The purpose of this study was to examine general reactions to AI-created music, as well as whether a predisposition would affect the results when the subject was positively or negatively surprised by the quality of the music. Strongly contrasting genres were also tested to see if the results would apply more broadly across musical types. The results suggest that accepting the creativity of AI is a prerequisite for a positive evaluation of its artistic merit. This positive correlation, regardless of the genre of music, shows that appreciating the beauty of new things comes from an open-minded attitude, and that conversely, an unwillingness to accept AI products blocks appreciation. As mentioned earlier, unless there are commonly agreed upon objective criteria for a product to be deemed art, the definition of artistic performance by an AI relies on an individual’s subjective criteria (Coeckelbergh, 2017). Even though people have similar beliefs and biases toward machines (Sundar and Kim, 2019), this does not mean that the strength of their attitudes is equal.
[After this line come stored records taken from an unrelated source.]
// logsift - core/vehicle.rs
//
// Derives a human vehicle name for a serial from the content or filename
// of its most recent readout log.
//
// The heuristics are an ordered list of named strategies, each a pure
// function from (filename, content) to an optional name. The order and the
// "Unknown" fallback are part of the contract: they must stay stable so
// vehicle naming remains backward compatible across versions. New filename
// conventions are added as new strategies at the end of the list.

use crate::core::model::LogSource;
use regex::Regex;
use std::sync::OnceLock;

/// Placeholder name when no strategy produces a hit.
pub const UNKNOWN_VEHICLE: &str = "Unknown";

/// A pure extraction strategy: (file name, file content) -> optional name.
pub type Strategy = fn(&str, &str) -> Option<String>;

/// The fixed, documented strategy order.
pub const STRATEGIES: &[(&str, Strategy)] = &[
    ("config-line", from_config_line),
    ("bev3-token", from_bev3_token),
    ("filename", from_filename),
];

/// "Configuration file: Axlerod_BEV3_r4.icf" -> "Axlerod".
fn from_config_line(_file_name: &str, content: &str) -> Option<String> {
    static RE: OnceLock<Regex> = OnceLock::new();
    let re = RE.get_or_init(|| {
        Regex::new(r"Configuration file:\s*([^_\\/ \t]+)_").expect("static regex")
    });
    re.captures(content).map(|c| c[1].to_string())
}

/// "... Axlerod_BEV3 ..." anywhere in the content -> "Axlerod".
fn from_bev3_token(_file_name: &str, content: &str) -> Option<String> {
    static RE: OnceLock<Regex> = OnceLock::new();
    let re = RE.get_or_init(|| Regex::new(r"\b([A-Za-z0-9]+)_BEV3").expect("static regex"));
    re.captures(content).map(|c| c[1].to_string())
}

/// "Axlerod_20251118_T123000.LOG" -> "Axlerod".
fn from_filename(file_name: &str, _content: &str) -> Option<String> {
    static RE: OnceLock<Regex> = OnceLock::new();
    let re = RE.get_or_init(|| Regex::new(r"^([A-Za-z0-9]+)_\d{8}_T").expect("static regex"));
    re.captures(file_name).map(|c| c[1].to_string())
}

/// Run the strategies in order; the first hit wins. Deterministic for
/// identical input.
pub fn extract(file_name: &str, content: &str) -> String {
    for (name, strategy) in STRATEGIES {
        if let Some(vehicle) = strategy(file_name, content) {
            tracing::trace!(strategy = name, vehicle, "Vehicle name extracted");
            return vehicle;
        }
    }
    UNKNOWN_VEHICLE.to_string()
}

/// The most recent source for a serial: greatest parsed date, ties broken
/// by lexically greatest display name. This is the source the extractor
/// inspects (and the one reported as "latest available log").
pub fn most_recent(sources: &[LogSource]) -> Option<&LogSource> {
    sources
        .iter()
        .max_by(|a, b| match (a.date, b.date) {
            (Some(da), Some(db)) => da.cmp(&db),
            (Some(_), None) => std::cmp::Ordering::Greater,
            (None, Some(_)) => std::cmp::Ordering::Less,
            (None, None) => std::cmp::Ordering::Equal,
        }
        .then_with(|| a.display_name().cmp(&b.display_name())))
}

// =============================================================================
// Tests
// =============================================================================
By examining the perceptions of AI and music for the first time, this study finds that different predispositions toward creative AI can lead to a different appreciation of its products. Taken together with previous findings in visual design, this suggests that preexisting attitudes toward machines must be considered in HMC studies. Machine heuristics are speculated to influence the perception of AI, including its violations of expectations. The expectation is a different form of schema that comes from cumulated knowledge and experiences (Bonito et al., 1999), so the perception of expectancy violations from an AI’s performance depends on their preexisting attitudes. Therefore, this study suggests that future EVT studies involving evaluations of AI performances should consider existing attitudes toward particular characteristics of AI in their design.
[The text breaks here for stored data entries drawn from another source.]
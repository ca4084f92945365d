// logsift - util/mod.rs
//
// Shared utilities: error hierarchy, logging, named constants.

pub mod constants;
pub mod error;
pub mod logging;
Also, a two-way interaction between the expectancy violation and its valence was found, which supports EVT. Participants with positive expectancy violations, who thought the given music was surprisingly better than their expectation about AI-composed music, reported higher ratings compared to the ones with positive expectancy confirmations, who thought music had a high quality, as anticipated. On the other hand, participants with negative expectancy violations, who thought the music was much worse than what they expected from AI-composed music, reported lower ratings compared to the ones with negative expectancy confirmations, who thought the music had low quality, as expected. This is a new extension of EVT into a new aspect of human–computer interaction. It is worth noting that while EVT was established as an interpersonal theory (Burgoon, 2015), the application of the theory expanded to non-interactive settings (Cohen, 2010; Rui and Stefanone, 2018), with room for more nuance there as well. This study has extended the use of EVT to now include evaluations of a machine’s performance. However, the performance of machines cannot always be predicted. An overreaction to a machine’s work might lead to an incorrect attitude toward the technology more broadly (Wakefield, 2016). Broader applications of EVT can help minimize unpleasant surprises from machines and lead to higher quality human–computer interactions.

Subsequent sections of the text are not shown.